Maximising patient fitness for surgery and effective preoperative planning will reduce the need to admit the patient as an inpatient for procedures that can be undertaken as a daycase.

Preoperative optimisation should also reduce the need for a postoperative critical care or enhanced care bed, either planned (because the patient is high risk) or unplanned (because the patient has incurred a complication).

Preoperative assessment

Patients undergoing inpatient surgery should be admitted on the morning of the procedure, unless there is an absolute clinical indication for earlier admission. Improving day of surgery admission rates will release inpatient capacity.

Hospitals should evaluate their enhanced and critical care capacity to ensure lack of access to a higher acuity bed is not a reason for last minute cancellations. Follow this guidance for establishing and delivering enhanced care services.

Preoperative assessment (POA) teams play a vital role in the perioperative care pathway by ensuring patients are ready for surgery and providing surgical teams with information about patient co-morbidities and risk factors so these can be managed in theatre with appropriate prevention and recovery strategies.

Effective POA ensures:

  • patients are not offered ‘to come in’ dates until passed fit at POA. This reduces cancellations and improves patient experience
  • more effective and predictable scheduling of theatre time
  • less likelihood of complications
  • faster recovery as patients are optimised for surgery, giving both better outcomes and increased productivity

Detailed guidance on POA is in the APOM Further Faster handbook.

Suppliers provide a range of digital tools to enhance and streamline the preoperative pathway for patients. These can contribute to productivity if they are implemented well, but this must be planned effectively, including how a tool integrates with existing systems. However, the most important principle before considering implementing a digital solution is to check the pathway is correct. Read the guide to digital preoperative assessment tools on FutureNHS.

Minimising avoidable cancellations

Cancellations are a major source of lost value in theatre pathways and are mostly avoidable. Patients must be well-informed, well-prepared and have been involved in the decision-making process for surgery – this reduces cancellations. It is the responsibility of every healthcare professional (HCP) involved in perioperative care to make every contact count by confirming that patients have the right information and clear expectations around their admission for surgery and discharge.

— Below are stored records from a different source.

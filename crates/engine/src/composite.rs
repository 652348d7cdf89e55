//! Render ordering and the derived composite snapshot.
//!
//! # Ordering
//!
//! "a before b" (a renders above b) is decided by, in priority order:
//!
//! 1. opacity class: transparent layers precede opaque ones, whatever else
//!    differs;
//! 2. group rank in [`EngineConfig::groups`];
//! 3. enabled before disabled;
//! 4. `group_index` ascending;
//! 5. name ascending, then id, so the order is total.
//!
//! # Opacity class
//!
//! Groups flagged `never_opaque` are always transparent. Any other layer is
//! opaque iff its effective opacity (the maximum resolved opacity over its
//! style layers, 1 when none resolve) reaches 1.

use std::cmp::Ordering;
use std::sync::Arc;

use strata_style::{BoundingBox, CapabilityCache, InterfacedLayer, InterfacedSource, StyleFragment, merge};

use crate::config::EngineConfig;
use crate::record::{LayerRecord, UiMode};

/// A record together with the facts the resolver derived for it.
#[derive(Debug, Clone)]
pub struct CompositedLayer {
	pub record: Arc<LayerRecord>,
	pub opacity: f64,
	pub opaque: bool,
	pub group_rank: usize,
	pub layers: Vec<Arc<InterfacedLayer>>,
	pub sources: Vec<Arc<InterfacedSource>>,
}

impl CompositedLayer {
	pub fn id(&self) -> &str {
		self.record.id()
	}

	/// Union of the declared source bounds. `None` means unbounded: the layer
	/// has no sources, or at least one source without bounds.
	pub fn bounds(&self) -> Option<BoundingBox> {
		let mut declared = self.sources.iter().map(|source| source.bounds);
		let first = declared.next()??;
		declared.try_fold(first, |acc, bounds| Some(acc.union(&bounds?)))
	}

	/// Unbounded layers intersect everything.
	pub fn intersects(&self, viewport: &BoundingBox) -> bool {
		self.bounds().is_none_or(|bounds| bounds.intersects(viewport))
	}
}

/// Derives the composite facts for one record through the capability cache.
pub fn classify(record: Arc<LayerRecord>, config: &EngineConfig, cache: &CapabilityCache) -> CompositedLayer {
	let layers: Vec<_> = record.style.layers.iter().map(|layer| cache.layer(layer)).collect();
	let sources: Vec<_> = record
		.style
		.sources
		.iter()
		.map(|(id, source)| cache.source(id, source))
		.collect();
	let opacity = effective_opacity(&layers);
	let opaque = !config.is_never_opaque(record.group()) && opacity >= 1.0;
	CompositedLayer {
		group_rank: config.group_rank(record.group()),
		record,
		opacity,
		opaque,
		layers,
		sources,
	}
}

fn effective_opacity(layers: &[Arc<InterfacedLayer>]) -> f64 {
	layers
		.iter()
		.filter_map(|layer| layer.opacity)
		.reduce(f64::max)
		.unwrap_or(1.0)
}

/// Render-order comparator; `Less` means `a` is drawn above `b`.
pub fn compare(a: &CompositedLayer, b: &CompositedLayer) -> Ordering {
	a.opaque
		.cmp(&b.opaque)
		.then(a.group_rank.cmp(&b.group_rank))
		.then(b.record.user.enabled.cmp(&a.record.user.enabled))
		.then(a.record.user.group_index.cmp(&b.record.user.group_index))
		.then_with(|| a.record.name().cmp(b.record.name()))
		.then_with(|| a.record.id().cmp(b.record.id()))
}

/// Everything observers need about the currently visible layers.
///
/// Built whole by [`resolve`] and published atomically; never mutated.
#[derive(Debug, Clone)]
pub struct CompositeSnapshot {
	pub version: u64,
	/// Visible layers, topmost first.
	pub layers: Vec<CompositedLayer>,
	pub top_opaque: Option<Arc<LayerRecord>>,
	pub needs_dark_ui: bool,
	pub has_multiple_opaque: bool,
	/// Transparent layers plus the top opaque one, in render order.
	pub revealed: Vec<Arc<LayerRecord>>,
	pub is_empty: bool,
	/// The merged style document for the renderer.
	pub style: StyleFragment,
}

impl CompositeSnapshot {
	pub fn empty(version: u64) -> Self {
		Self {
			version,
			layers: Vec::new(),
			top_opaque: None,
			needs_dark_ui: true,
			has_multiple_opaque: false,
			revealed: Vec::new(),
			is_empty: true,
			style: StyleFragment::default(),
		}
	}

	pub fn layer(&self, id: &str) -> Option<&CompositedLayer> {
		self.layers.iter().find(|layer| layer.id() == id)
	}

	pub fn sorted_ids(&self) -> Vec<&str> {
		self.layers.iter().map(CompositedLayer::id).collect()
	}

	pub fn is_revealed(&self, id: &str) -> bool {
		self.revealed.iter().any(|record| record.id() == id)
	}
}

/// Sorts the visible records, derives the aggregate facts and merges their
/// fragments. Pure; runs on the background worker.
pub fn resolve(
	records: &[Arc<LayerRecord>],
	config: &EngineConfig,
	cache: &CapabilityCache,
	version: u64,
) -> CompositeSnapshot {
	let mut layers: Vec<_> = records
		.iter()
		.filter(|record| record.visible)
		.map(|record| classify(Arc::clone(record), config, cache))
		.collect();
	layers.sort_by(compare);

	let top_index = layers.iter().position(|layer| layer.opaque);
	let opaque_count = layers.iter().filter(|layer| layer.opaque).count();
	let reference = top_index.or(if layers.is_empty() { None } else { Some(0) });
	let needs_dark_ui = reference.is_none_or(|index| {
		let record = &layers[index].record;
		match record.metadata.override_ui_mode {
			Some(mode) => mode == UiMode::Dark,
			None => config.prefers_dark_ui(record.group()),
		}
	});
	let revealed = layers
		.iter()
		.enumerate()
		.filter(|(index, layer)| !layer.opaque || Some(*index) == top_index)
		.map(|(_, layer)| Arc::clone(&layer.record))
		.collect();
	let style = merge(layers.iter().map(|layer| &layer.record.style), config.merge_options());

	CompositeSnapshot {
		version,
		top_opaque: top_index.map(|index| Arc::clone(&layers[index].record)),
		needs_dark_ui,
		has_multiple_opaque: opaque_count > 1,
		revealed,
		is_empty: layers.is_empty(),
		style,
		layers,
	}
}
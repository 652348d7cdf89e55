//! Folds per-layer style fragments into the single document handed to the
//! renderer.
//!
//! Input order is render priority, top layer first. Fragments are processed
//! bottom-up so that:
//!
//! * on a source id collision the higher fragment's source wins;
//! * style layers stack bottom to top in document order;
//! * `sprite`, `glyphs` and `terrain` keep the first non-null value seen,
//!   i.e. the lowest fragment that defines one. A higher fragment cannot
//!   replace them even when it needs its own sprite sheet.

use crate::fragment::{LayerKind, StyleFragment};

#[derive(Debug, Clone, Copy, PartialEq, Eq, Default)]
pub struct MergeOptions {
	/// Defer `symbol` layers until after every other layer so labels are
	/// never drawn beneath an opaque fill.
	pub hoist_symbols: bool,
}

/// Merges fragments given top-first into one version 8 style document.
pub fn merge<'a, I>(fragments: I, options: MergeOptions) -> StyleFragment
where
	I: IntoIterator<Item = &'a StyleFragment>,
	I::IntoIter: DoubleEndedIterator,
{
	let mut merged = StyleFragment::default();
	let mut hoisted = Vec::new();

	for fragment in fragments.into_iter().rev() {
		for (id, source) in &fragment.sources {
			merged.sources.insert(id.clone(), source.clone());
		}
		for layer in &fragment.layers {
			if options.hoist_symbols && LayerKind::of(layer) == LayerKind::Symbol {
				hoisted.push(layer.clone());
			} else {
				merged.layers.push(layer.clone());
			}
		}
		if merged.sprite.is_none() {
			merged.sprite.clone_from(&fragment.sprite);
		}
		if merged.glyphs.is_none() {
			merged.glyphs.clone_from(&fragment.glyphs);
		}
		if merged.terrain.is_none() {
			merged.terrain.clone_from(&fragment.terrain);
		}
	}

	merged.layers.extend(hoisted);
	merged
}

#[cfg(test)]
mod tests;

Ensuring effective selection and preparation of patients by applying the preoperative processes described above will minimise patient-related cancellations and avoidable postponements.

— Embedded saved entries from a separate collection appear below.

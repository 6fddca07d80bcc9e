use super::{Classifier, MethodSite};
use crate::diagnostics::{DiagnosticKind, DiagnosticSink};
use crate::jvm::{CodeInstruction, Instruction, InvokeType};
use crate::provenance::ProvenanceStack;

/// Flags `assert` statements that check method parameters
///
/// A parameter counts as checked if it is passed to a call or compared with `if_icmp*`,
/// `ifnull`, or `ifnonnull`. Only the first such instruction in a region is reported.
#[derive(Debug, Default)]
pub struct ArgumentTaintClassifier {
    found: bool,
}

impl ArgumentTaintClassifier {
    pub fn new() -> ArgumentTaintClassifier {
        ArgumentTaintClassifier::default()
    }

    /// How many stack values does this instruction check?
    fn checked_values(insn: &Instruction) -> usize {
        match insn {
            Instruction::Invoke(
                InvokeType::Virtual
                | InvokeType::Special
                | InvokeType::Static
                | InvokeType::Interface(_),
                method,
            ) => method.descriptor.parameters.len(),
            Instruction::IfNull(_, _) => 1,
            Instruction::IfICmp(_, _) => 2,
            _ => 0,
        }
    }
}

impl Classifier for ArgumentTaintClassifier {
    fn inspect(
        &mut self,
        insn: &CodeInstruction,
        stack: &ProvenanceStack,
        site: &MethodSite,
        sink: &mut dyn DiagnosticSink,
    ) {
        if self.found {
            return;
        }
        let checked = Self::checked_values(&insn.instruction);
        if checked > 0 && stack.any_initial_parameter(checked) {
            log::trace!(
                "{}.{}: parameter checked at offset {}",
                site.class,
                site.method,
                insn.offset
            );
            sink.report(site.diagnostic(DiagnosticKind::ArgumentInAssert, insn.line));
            self.found = true;
        }
    }

    fn region_closed(&mut self) {
        self.found = false;
    }

    fn reset(&mut self) {
        self.found = false;
    }
}
use bitflags::bitflags;

bitflags! {
    /// Access flags on classes
    ///
    /// [0]: https://docs.oracle.com/javase/specs/jvms/se15/html/jvms-4.html#jvms-4.1-200-E.1
    pub struct ClassAccessFlags: u16 {
        const PUBLIC = 0x0001;
        const FINAL = 0x0010;
        const SUPER = 0x0020;
        const INTERFACE = 0x0200;
        const ABSTRACT = 0x0400;
        const SYNTHETIC = 0x1000;
        const ANNOTATION = 0x2000;
        const ENUM = 0x4000;
        const MODULE = 0x8000;
    }
}

bitflags! {
    /// Access flags on methods
    ///
    /// [0]: https://docs.oracle.com/javase/specs/jvms/se15/html/jvms-4.html#jvms-4.6-200-A.1
    pub struct MethodAccessFlags: u16 {
        const PUBLIC = 0x0001;
        const PRIVATE = 0x0002;
        const PROTECTED = 0x0004;
        const STATIC = 0x0008;
        const FINAL = 0x0010;
        const SYNCHRONIZED = 0x0020;
        const BRIDGE = 0x0040;
        const VARARGS = 0x0080;
        const NATIVE = 0x0100;
        const ABSTRACT = 0x0400;
        const STRICT = 0x0800;
        const SYNTHETIC = 0x1000;
    }
}

impl ClassAccessFlags {
    /// Flag corresponding to a modifier keyword in a class declaration
    ///
    /// `class` and `enum` are included since `javap` prints them in the same position as the
    /// modifiers. Keywords with no flag (eg. `sealed`) map to the empty set.
    pub fn from_keyword(keyword: &str) -> Option<ClassAccessFlags> {
        Some(match keyword {
            "public" => ClassAccessFlags::PUBLIC,
            "final" => ClassAccessFlags::FINAL,
            "abstract" => ClassAccessFlags::ABSTRACT,
            "interface" => ClassAccessFlags::INTERFACE | ClassAccessFlags::ABSTRACT,
            "@interface" => {
                ClassAccessFlags::ANNOTATION
                    | ClassAccessFlags::INTERFACE
                    | ClassAccessFlags::ABSTRACT
            }
            "enum" => ClassAccessFlags::ENUM,
            "class" | "record" | "sealed" | "non-sealed" | "strictfp" | "static" | "private"
            | "protected" => ClassAccessFlags::empty(),
            _ => return None,
        })
    }
}

impl MethodAccessFlags {
    /// Flag corresponding to a modifier keyword in a method declaration
    ///
    /// `default` (on interface methods) has no flag and maps to the empty set.
    pub fn from_keyword(keyword: &str) -> Option<MethodAccessFlags> {
        Some(match keyword {
            "public" => MethodAccessFlags::PUBLIC,
            "private" => MethodAccessFlags::PRIVATE,
            "protected" => MethodAccessFlags::PROTECTED,
            "static" => MethodAccessFlags::STATIC,
            "final" => MethodAccessFlags::FINAL,
            "synchronized" => MethodAccessFlags::SYNCHRONIZED,
            "native" => MethodAccessFlags::NATIVE,
            "abstract" => MethodAccessFlags::ABSTRACT,
            "strictfp" => MethodAccessFlags::STRICT,
            "default" => MethodAccessFlags::empty(),
            _ => return None,
        })
    }
}

#[cfg(test)]
mod test {
    use super::*;

    #[test]
    fn keywords() {
        assert_eq!(
            ClassAccessFlags::from_keyword("public"),
            Some(ClassAccessFlags::PUBLIC)
        );
        assert_eq!(
            ClassAccessFlags::from_keyword("class"),
            Some(ClassAccessFlags::empty())
        );
        assert_eq!(ClassAccessFlags::from_keyword("int"), None);
        assert_eq!(
            MethodAccessFlags::from_keyword("static"),
            Some(MethodAccessFlags::STATIC)
        );
        assert_eq!(MethodAccessFlags::from_keyword("void"), None);
    }
}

Other things that can avoid cancellations are:

  • regular review (3 monthly) of the patient up to the point of admission
  • contact with the patient 3 to 5 days before admission to confirm attendance
  • patients given clear information and guidance on what to expect and the appointments they need to attend, and the opportunity to ask any questions. Information should be inclusive, accessible and centred on their individual needs
  • clear patient information on what to expect before, during and after their procedure, including practical information such as where they will have their surgery and how to get there, parking, contact numbers, facilities, visiting policies and requirements for being accompanied home

It is also important to understand where weaknesses in current processes mean services cancel surgeries such as:

  • bed availability (including critical care) and discharge processes. Consider whether ‘criteria to reside’ are being monitored and applied
  • equipment availability
  • late start times and over-runs
  • not having the right staff skill mix for the procedures listed

Sessions may need to be changed as required but many of these issues can be avoided by improving operational and intraoperative management.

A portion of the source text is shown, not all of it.